Action item
Up to and including the line with "pub const DEFAULT_QUEUE_CAPACITY: usize", output the records exactly as they appear.

(Collected data)
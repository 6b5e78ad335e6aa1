//! # Input Dispatch
//!
//! ```text
//! host listener ──send──> InputQueue (crossbeam) ──drain once per frame──┐
//!                                                                        ▼
//! click on bound node ───────────────────────────────────> InputDispatcher
//!                                                     name → [handler, ...]
//! ```
//!
//! Handlers are looked up by name and called with positional JSON
//! arguments. Any thread may enqueue; dispatch happens on the frame thread.

use std::collections::BTreeMap;

use crossbeam_channel::{bounded, Receiver, Sender, TrySendError};
use serde_json::Value;
use tracing::{trace, warn};

use crate::error::AsxResult;
use crate::handler::{run_isolated, HandlerContext, HandlerId, HandlerIds};

/// Input handler signature.
pub type InputHandler = Box<dyn FnMut(&mut HandlerContext<'_>, &[Value]) -> AsxResult<()>>;

/// Default queue capacity.
pub const DEFAULT_QUEUE_CAPACITY: usize = 256;

/// One queued input.
#[derive(Debug, Clone, PartialEq)]
pub struct InputEvent {
    /// Handler name.
    pub name: String,
    /// Positional arguments.
    pub args: Vec<Value>,
}

impl InputEvent {
    /// Creates an input event.
    #[must_use]
    pub fn new(name: impl Into<String>, args: Vec<Value>) -> Self {
        Self {
            name: name.into(),
            args,
        }
    }
}

// ============================================================================
// DISPATCHER
// ============================================================================

/// Named input handlers.
#[derive(Default)]
pub struct InputDispatcher {
    handlers: BTreeMap<String, Vec<(HandlerId, InputHandler)>>,
    ids: HandlerIds,
}

impl InputDispatcher {
    /// Creates a dispatcher with no handlers.
    #[must_use]
    pub fn new() -> Self {
        Self::default()
    }

    /// Registers a handler under `name`.
    pub fn on_input<F>(&mut self, name: impl Into<String>, handler: F) -> HandlerId
    where
        F: FnMut(&mut HandlerContext<'_>, &[Value]) -> AsxResult<()> + 'static,
    {
        let id = self.ids.next();
        self.handlers
            .entry(name.into())
            .or_default()
            .push((id, Box::new(handler)));
        id
    }

    /// Removes a handler.
    pub fn remove(&mut self, id: HandlerId) -> bool {
        let mut removed = false;
        self.handlers.retain(|_, list| {
            let before = list.len();
            list.retain(|(h, _)| *h != id);
            removed |= list.len() != before;
            !list.is_empty()
        });
        removed
    }

    /// Calls every handler registered under `name`.
    ///
    /// # Returns
    ///
    /// Number of handlers invoked, failed ones included.
    pub fn dispatch(&mut self, ctx: &mut HandlerContext<'_>, name: &str, args: &[Value]) -> usize {
        let Some(list) = self.handlers.get_mut(name) else {
            trace!(input = name, "no input handler");
            return 0;
        };
        for (id, handler) in list.iter_mut() {
            if let Err(err) = run_isolated(|| handler(ctx, args)) {
                warn!(input = name, handler = %id, error = %err, "input handler failed");
            }
        }
        list.len()
    }

    /// Whether anything listens on `name`.
    #[must_use]
    pub fn has_handler(&self, name: &str) -> bool {
        self.handlers.contains_key(name)
    }
}

impl std::fmt::Debug for InputDispatcher {
    fn fmt(&self, f: &mut std::fmt::Formatter<'_>) -> std::fmt::Result {
        f.debug_struct("InputDispatcher")
            .field("names", &self.handlers.keys().collect::<Vec<_>>())
            .finish()
    }
}

// ============================================================================
// QUEUE
// ============================================================================

/// Bounded channel carrying input from host listeners to the frame loop.
pub struct InputQueue {
    sender: Sender<InputEvent>,
    receiver: Receiver<InputEvent>,
}

impl InputQueue {
    /// Creates a queue holding at most `capacity` pending events.
    #[must_use]
    pub fn new(capacity: usize) -> Self {
        let (sender, receiver) = bounded(capacity);
        Self { sender, receiver }
    }

    /// A cloneable, thread-safe producer handle.
    #[must_use]
    pub fn sender(&self) -> InputSender {
        InputSender {
            sender: self.sender.clone(),
        }
    }

    /// Takes every pending event.
    pub fn drain(&self) -> Vec<InputEvent> {
        self.receiver.try_iter().collect()
    }

    /// Number of pending events.
    #[inline]
    #[must_use]
    pub fn pending(&self) -> usize {
        self.receiver.len()
    }
}

impl Default for InputQueue {
    fn default() -> Self {
        Self::new(DEFAULT_QUEUE_CAPACITY)
    }
}

/// Producer side of an [`InputQueue`].
#[derive(Clone, Debug)]
pub struct InputSender {
    sender: Sender<InputEvent>,
}

impl InputSender {
    /// Enqueues an event without blocking.
    ///
    /// Returns `false` when the queue is full; the event is dropped.
    pub fn send(&self, event: InputEvent) -> bool {
        match self.sender.try_send(event) {
            Ok(()) => true,
            Err(TrySendError::Full(event)) => {
                warn!(input = %event.name, "input queue full, event dropped");
                false
            }
            Err(TrySendError::Disconnected(_)) => false,
        }
    }
}
//! # Frame Statistics and Driver
//!
//! ```text
//! Frame N:
//! ┌───────────────────────────────────────────────────────────────┐
//! │ 1. LOGIC   World::advance (clock tick + systems in order)     │
//! │ 2. TICK    tick handlers, registration order                  │
//! │ 3. INPUT   drain the input queue, dispatch by name            │
//! │ 4. ROUTE   apply the last navigation request, if any          │
//! │ 5. RENDER  backend reads &World, produces a FrameOutput       │
//! └───────────────────────────────────────────────────────────────┘
//! ```
//!
//! [`FrameDriver`] pumps [`AsxRuntime::frame`] either on simulated
//! timestamps (tests, headless runs) or paced against the wall clock.

use std::fmt::Write as _;
use std::sync::atomic::{AtomicBool, Ordering};
use std::sync::Arc;
use std::thread;
use std::time::{Duration, Instant};

use tracing::{debug, info};

use crate::runtime::AsxRuntime;

/// Timing and counters for one frame.
#[derive(Clone, Copy, Debug, Default, PartialEq)]
pub struct FrameStats {
    /// Frame number, starting at 1.
    pub frame: u64,
    /// Clamped delta handed to systems, in seconds.
    pub dt: f32,
    /// Whole frame, in microseconds.
    pub total_us: u64,
    /// World pass, in microseconds.
    pub logic_us: u64,
    /// Tick handlers, in microseconds.
    pub tick_us: u64,
    /// Input dispatch and navigation, in microseconds.
    pub input_us: u64,
    /// Render backend, in microseconds.
    pub render_us: u64,
    /// Systems invoked.
    pub systems_run: usize,
    /// Systems that failed or panicked.
    pub system_failures: usize,
    /// Tick handlers that failed or panicked.
    pub handler_failures: usize,
    /// Queued inputs dispatched.
    pub inputs_dispatched: usize,
    /// Instances produced by the renderer.
    pub instances: usize,
}

/// Microseconds elapsed since `start`.
#[inline]
pub(crate) fn elapsed_us(start: Instant) -> u64 {
    u64::try_from(start.elapsed().as_micros()).unwrap_or(u64::MAX)
}

// ============================================================================
// ACCUMULATOR
// ============================================================================

/// Aggregates [`FrameStats`] over a run.
#[derive(Clone, Debug)]
pub struct FrameStatsAccumulator {
    budget_us: u64,
    frames_recorded: u64,
    total_us_sum: u64,
    logic_us_sum: u64,
    tick_us_sum: u64,
    input_us_sum: u64,
    render_us_sum: u64,
    min_frame_us: u64,
    max_frame_us: u64,
    frames_over_budget: u64,
    system_failures: u64,
    handler_failures: u64,
}

impl FrameStatsAccumulator {
    /// Creates an accumulator for a frame budget in milliseconds.
    #[must_use]
    pub fn new(budget_ms: f64) -> Self {
        Self {
            budget_us: (budget_ms * 1000.0).max(0.0) as u64,
            frames_recorded: 0,
            total_us_sum: 0,
            logic_us_sum: 0,
            tick_us_sum: 0,
            input_us_sum: 0,
            render_us_sum: 0,
            min_frame_us: u64::MAX,
            max_frame_us: 0,
            frames_over_budget: 0,
            system_failures: 0,
            handler_failures: 0,
        }
    }

    /// Records one frame. Returns true if it exceeded the budget.
    pub fn record(&mut self, stats: &FrameStats) -> bool {
        self.frames_recorded += 1;
        self.total_us_sum += stats.total_us;
        self.logic_us_sum += stats.logic_us;
        self.tick_us_sum += stats.tick_us;
        self.input_us_sum += stats.input_us;
        self.render_us_sum += stats.render_us;
        self.min_frame_us = self.min_frame_us.min(stats.total_us);
        self.max_frame_us = self.max_frame_us.max(stats.total_us);
        self.system_failures += stats.system_failures as u64;
        self.handler_failures += stats.handler_failures as u64;

        let over = stats.total_us > self.budget_us;
        if over {
            self.frames_over_budget += 1;
        }
        over
    }

    /// Frames recorded so far.
    #[inline]
    #[must_use]
    pub const fn frames_recorded(&self) -> u64 {
        self.frames_recorded
    }

    /// Frames that exceeded the budget.
    #[inline]
    #[must_use]
    pub const fn frames_over_budget(&self) -> u64 {
        self.frames_over_budget
    }

    /// Average frame time in milliseconds.
    #[must_use]
    pub fn avg_frame_ms(&self) -> f64 {
        self.avg_ms(self.total_us_sum)
    }

    /// Average frames per second.
    #[must_use]
    pub fn avg_fps(&self) -> f64 {
        let avg_ms = self.avg_frame_ms();
        if avg_ms <= 0.0 {
            return 0.0;
        }
        1000.0 / avg_ms
    }

    /// Fraction of frames over budget, in `0.0..=1.0`.
    #[must_use]
    pub fn over_budget_ratio(&self) -> f64 {
        if self.frames_recorded == 0 {
            return 0.0;
        }
        self.frames_over_budget as f64 / self.frames_recorded as f64
    }

    fn avg_ms(&self, sum_us: u64) -> f64 {
        if self.frames_recorded == 0 {
            return 0.0;
        }
        (sum_us as f64 / self.frames_recorded as f64) / 1000.0
    }

    /// Multi-line human-readable summary.
    #[must_use]
    pub fn summary(&self) -> String {
        let min_ms = if self.frames_recorded == 0 {
            0.0
        } else {
            self.min_frame_us as f64 / 1000.0
        };
        let mut out = String::new();
        let _ = writeln!(out, "┌─ FRAMES ──────────────────────────────────────────");
        let _ = writeln!(out, "│ Recorded:       {}", self.frames_recorded);
        let _ = writeln!(out, "│ Average:        {:.3} ms ({:.1} FPS)", self.avg_frame_ms(), self.avg_fps());
        let _ = writeln!(out, "│ Min / Max:      {:.3} / {:.3} ms", min_ms, self.max_frame_us as f64 / 1000.0);
        let _ = writeln!(
            out,
            "│ Over budget:    {} ({:.1}%) of {:.3} ms",
            self.frames_over_budget,
            self.over_budget_ratio() * 100.0,
            self.budget_us as f64 / 1000.0
        );
        let _ = writeln!(out, "├─ BREAKDOWN ───────────────────────────────────────");
        let _ = writeln!(out, "│ Logic:          {:.3} ms", self.avg_ms(self.logic_us_sum));
        let _ = writeln!(out, "│ Tick:           {:.3} ms", self.avg_ms(self.tick_us_sum));
        let _ = writeln!(out, "│ Input:          {:.3} ms", self.avg_ms(self.input_us_sum));
        let _ = writeln!(out, "│ Render:         {:.3} ms", self.avg_ms(self.render_us_sum));
        let _ = writeln!(out, "├─ FAULTS ──────────────────────────────────────────");
        let _ = writeln!(out, "│ Systems:        {}", self.system_failures);
        let _ = writeln!(out, "│ Handlers:       {}", self.handler_failures);
        let _ = write!(out, "└───────────────────────────────────────────────────");
        out
    }
}

impl Default for FrameStatsAccumulator {
    fn default() -> Self {
        Self::new(16.667)
    }
}

// ============================================================================
// DRIVER
// ============================================================================

/// Pumps frames until a frame limit is reached or a stop is requested.
#[derive(Debug, Clone, Default)]
pub struct FrameDriver {
    stop: Arc<AtomicBool>,
}

impl FrameDriver {
    /// Creates a driver.
    #[must_use]
    pub fn new() -> Self {
        Self::default()
    }

    /// A handle that stops the driver from any thread.
    #[must_use]
    pub fn stop_handle(&self) -> Arc<AtomicBool> {
        Arc::clone(&self.stop)
    }

    /// Requests a stop after the current frame.
    pub fn stop(&self) {
        self.stop.store(true, Ordering::Release);
    }

    /// Whether a stop was requested.
    #[must_use]
    pub fn is_stopped(&self) -> bool {
        self.stop.load(Ordering::Acquire)
    }

    /// Runs up to `frames` frames on simulated timestamps
    /// `start_ms + step_ms`, `start_ms + 2 * step_ms`, ...
    ///
    /// # Returns
    ///
    /// Frames actually run.
    pub fn run(&self, runtime: &mut AsxRuntime, frames: u64, start_ms: f64, step_ms: f64) -> u64 {
        let mut ran = 0;
        while ran < frames && !self.is_stopped() {
            ran += 1;
            runtime.frame(start_ms + step_ms * ran as f64);
        }
        debug!(frames = ran, "simulated run finished");
        ran
    }

    /// Runs up to `frames` frames against the wall clock, sleeping out the
    /// remainder of each `frame_time`.
    ///
    /// # Returns
    ///
    /// Frames actually run.
    pub fn run_paced(&self, runtime: &mut AsxRuntime, frames: u64, frame_time: Duration) -> u64 {
        let origin = Instant::now();
        let mut ran = 0;
        while ran < frames && !self.is_stopped() {
            let frame_start = Instant::now();
            runtime.frame(origin.elapsed().as_secs_f64() * 1000.0);
            ran += 1;
            if let Some(rest) = frame_time.checked_sub(frame_start.elapsed()) {
                thread::sleep(rest);
            }
        }
        info!(frames = ran, elapsed_ms = origin.elapsed().as_millis() as u64, "paced run finished");
        ran
    }
}
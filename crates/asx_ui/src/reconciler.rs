//! # Tree Reconciler
//!
//! Diffs the previously rendered description against a new one and applies
//! the smallest positional mutation set to a [`Surface`].
//!
//! ```text
//! (old, new) at (parent, index)
//!   ├─ (Some, None)                  → remove live child
//!   ├─ (None, Some)                  → build + append
//!   ├─ (Text, Text)                  → set_text only if the strings differ
//!   ├─ kind or tag differs           → build + replace (old subtree destroyed)
//!   └─ same tag                      → props, then children positionally
//! ```
//!
//! The tree is mounted as the single child of the reconciler's root node.

use tracing::{debug, trace};

use crate::error::{UiError, UiResult};
use crate::surface::{NodeId, Surface};
use crate::vdom::{VElement, VNode};

/// Retains the last rendered tree and patches a surface against it.
#[derive(Debug, Clone)]
pub struct TreeReconciler {
    root: NodeId,
    previous: Option<VNode>,
}

impl TreeReconciler {
    /// Creates a reconciler that renders under `root`.
    #[must_use]
    pub const fn new(root: NodeId) -> Self {
        Self { root, previous: None }
    }

    /// The mount point.
    #[inline]
    #[must_use]
    pub const fn root(&self) -> NodeId {
        self.root
    }

    /// The tree rendered by the last patch.
    #[must_use]
    pub const fn previous(&self) -> Option<&VNode> {
        self.previous.as_ref()
    }

    /// Forgets the previous tree; the next patch rebuilds from scratch.
    pub fn reset(&mut self) {
        self.previous = None;
    }

    /// Renders `next`, diffing against the previous tree when there is one.
    ///
    /// Once the root has been verified the stored tree is replaced with
    /// `next` even if a mutation fails part way.
    ///
    /// # Errors
    ///
    /// - [`UiError::MissingRoot`] if the mount point is gone; nothing is
    ///   touched in that case
    /// - any surface error hit while applying mutations
    pub fn patch<S: Surface + ?Sized>(&mut self, surface: &mut S, next: VNode) -> UiResult<()> {
        if !surface.contains(self.root) {
            return Err(UiError::MissingRoot(self.root));
        }

        let outcome = match self.previous.as_ref() {
            None => mount(surface, self.root, &next),
            Some(previous) => diff(surface, self.root, 0, Some(previous), Some(&next)),
        };
        self.previous = Some(next);
        outcome
    }
}

fn mount<S: Surface + ?Sized>(surface: &mut S, root: NodeId, tree: &VNode) -> UiResult<()> {
    surface.clear_children(root)?;
    let node = build(surface, tree)?;
    surface.append_child(root, node)?;
    debug!(%root, nodes = tree.node_count(), "tree mounted");
    Ok(())
}

/// Materializes a description into a fresh detached subtree.
fn build<S: Surface + ?Sized>(surface: &mut S, node: &VNode) -> UiResult<NodeId> {
    match node {
        VNode::Text(value) => Ok(surface.create_text(&value.to_string())),
        VNode::Element(el) => {
            let id = surface.create_element(&el.tag);
            for (name, value) in &el.props {
                surface.set_attribute(id, name, &value.to_string())?;
            }
            for child in &el.children {
                let child_id = build(surface, child)?;
                surface.append_child(id, child_id)?;
            }
            Ok(id)
        }
    }
}

fn live_child<S: Surface + ?Sized>(surface: &S, parent: NodeId, index: usize) -> UiResult<NodeId> {
    surface
        .child_at(parent, index)
        .ok_or(UiError::MissingChild { parent, index })
}

fn diff<S: Surface + ?Sized>(
    surface: &mut S,
    parent: NodeId,
    index: usize,
    old: Option<&VNode>,
    new: Option<&VNode>,
) -> UiResult<()> {
    match (old, new) {
        (None, None) => Ok(()),
        (Some(_), None) => {
            let live = live_child(surface, parent, index)?;
            trace!(%parent, index, "removing child");
            surface.remove_child(parent, live)
        }
        (None, Some(new)) => {
            let built = build(surface, new)?;
            surface.append_child(parent, built)
        }
        (Some(VNode::Text(old)), Some(VNode::Text(new))) => {
            let (old, new) = (old.to_string(), new.to_string());
            if old == new {
                return Ok(());
            }
            let live = live_child(surface, parent, index)?;
            surface.set_text(live, &new)
        }
        (Some(VNode::Element(old)), Some(VNode::Element(new))) if old.tag == new.tag => {
            let live = live_child(surface, parent, index)?;
            patch_props(surface, live, new)?;
            patch_children(surface, live, old, new)
        }
        (Some(_), Some(new)) => {
            let live = live_child(surface, parent, index)?;
            let built = build(surface, new)?;
            trace!(%parent, index, "replacing subtree");
            surface.replace_child(parent, live, built)
        }
    }
}

/// Removes live attributes missing from the new props, then writes every
/// new prop.
fn patch_props<S: Surface + ?Sized>(surface: &mut S, live: NodeId, new: &VElement) -> UiResult<()> {
    for name in surface.attribute_names(live)? {
        if !new.props.contains_key(&name) {
            surface.remove_attribute(live, &name)?;
        }
    }
    for (name, value) in &new.props {
        surface.set_attribute(live, name, &value.to_string())?;
    }
    Ok(())
}

fn patch_children<S: Surface + ?Sized>(
    surface: &mut S,
    live: NodeId,
    old: &VElement,
    new: &VElement,
) -> UiResult<()> {
    let (old_len, new_len) = (old.children.len(), new.children.len());
    let common = old_len.min(new_len);

    for i in 0..common {
        diff(surface, live, i, old.children.get(i), new.children.get(i))?;
    }
    for i in common..new_len {
        diff(surface, live, i, None, new.children.get(i))?;
    }
    // Highest index first so earlier positions stay valid.
    for i in (new_len..old_len).rev() {
        diff(surface, live, i, old.children.get(i), None)?;
    }
    Ok(())
}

Result of this task
repository 6b5e78ad335e6aa1
//! # Input Dispatch
//!
//! ```text
//! host listener ──send──> InputQueue (crossbeam) ──drain once per frame──┐
//!                                                                        ▼
//! click on bound node ───────────────────────────────────> InputDispatcher
//!                                                     name → [handler, ...]
//! ```
//!
//! Handlers are looked up by name and called with positional JSON
//! arguments. Any thread may enqueue; dispatch happens on the frame thread.

use std::collections::BTreeMap;

use crossbeam_channel::{bounded, Receiver, Sender, TrySendError};
use serde_json::Value;
use tracing::{trace, warn};

use crate::error::AsxResult;
use crate::handler::{run_isolated, HandlerContext, HandlerId, HandlerIds};

/// Input handler signature.
pub type InputHandler = Box<dyn FnMut(&mut HandlerContext<'_>, &[Value]) -> AsxResult<()>>;

/// Default queue capacity.
pub const DEFAULT_QUEUE_CAPACITY: usize = 256;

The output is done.